**Task objective:** Only the closing portion of the entries is to be reproduced: the line containing "if let Some(distance)" through the very last line, exactly as written.

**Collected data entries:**
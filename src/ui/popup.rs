//! Gem details popup anchored to its marker.

use crate::canvas::colors;
use crate::geo::{ScreenPoint, ScreenSize};
use crate::map::{MarkerEntity, MarkerStatus};
use eframe::egui::{self, Pos2, RichText};

/// Size the popup is laid out for.
pub const POPUP_SIZE: ScreenSize = ScreenSize::new(288.0, 190.0);

/// Draws the popup with its top-left corner at `top_left` (canvas-relative).
///
/// Returns true when the user closed it.
pub fn render_marker_popup(
    ctx: &egui::Context,
    canvas_origin: Pos2,
    top_left: ScreenPoint,
    marker: &MarkerEntity,
    distance: Option<String>,
) -> bool {
    let mut closed = false;
    let pos = canvas_origin + egui::vec2(top_left.x, top_left.y);

    egui::Area::new(egui::Id::new("marker_popup"))
        .order(egui::Order::Foreground)
        .fixed_pos(pos)
        .show(ctx, |ui| {
            egui::Frame::popup(ui.style()).show(ui, |ui| {
                ui.set_width(POPUP_SIZE.w - 16.0);
                ui.set_max_height(POPUP_SIZE.h - 16.0);

                ui.horizontal(|ui| {
                    ui.label(RichText::new(marker.display_name()).strong().size(15.0));
                    ui.with_layout(egui::Layout::right_to_left(egui::Align::Center), |ui| {
                        if ui.small_button("\u{2715}").clicked() {
                            closed = true;
                        }
                    });
                });

                ui.horizontal(|ui| {
                    ui.label(RichText::new(&marker.category).small());
                    let (text, color) = match marker.status {
                        MarkerStatus::Verified => ("verified", colors::status::OK),
                        MarkerStatus::Pending => ("pending", colors::status::MUTED),
                        MarkerStatus::Stale => ("needs update", colors::status::WARN),
                    };
                    ui.label(RichText::new(text).small().color(color));
                });

                if let Some(district) = &marker.district {
                    ui.label(RichText::new(district).small().color(colors::status::MUTED));
                }
                if let Some(description) = &marker.short_description {
                    ui.add_space(4.0);
                    ui.label(description);
                }

                ui.add_space(4.0);
                ui.horizontal(|ui| {
                    if let Some(rating) = marker.rating {
                        ui.label(RichText::new(format!("\u{2605} {:.1}", rating)).small());
                    }
                    if let Some(vouches) = marker.vouch_count {
                        ui.label(RichText::new(format!("{} vouches", vouches)).small());
                    }
                    if let Some(distance) = &distance {
                        ui.label(RichText::new(distance).small().color(colors::status::MUTED));
                    }
                });
            });
        });

    closed
}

**Exercise result:**
                    if let Some(distance) = &distance {
                        ui.label(RichText::new(distance).small().color(colors::status::MUTED));
                    }
                });
            });
        });

    closed
}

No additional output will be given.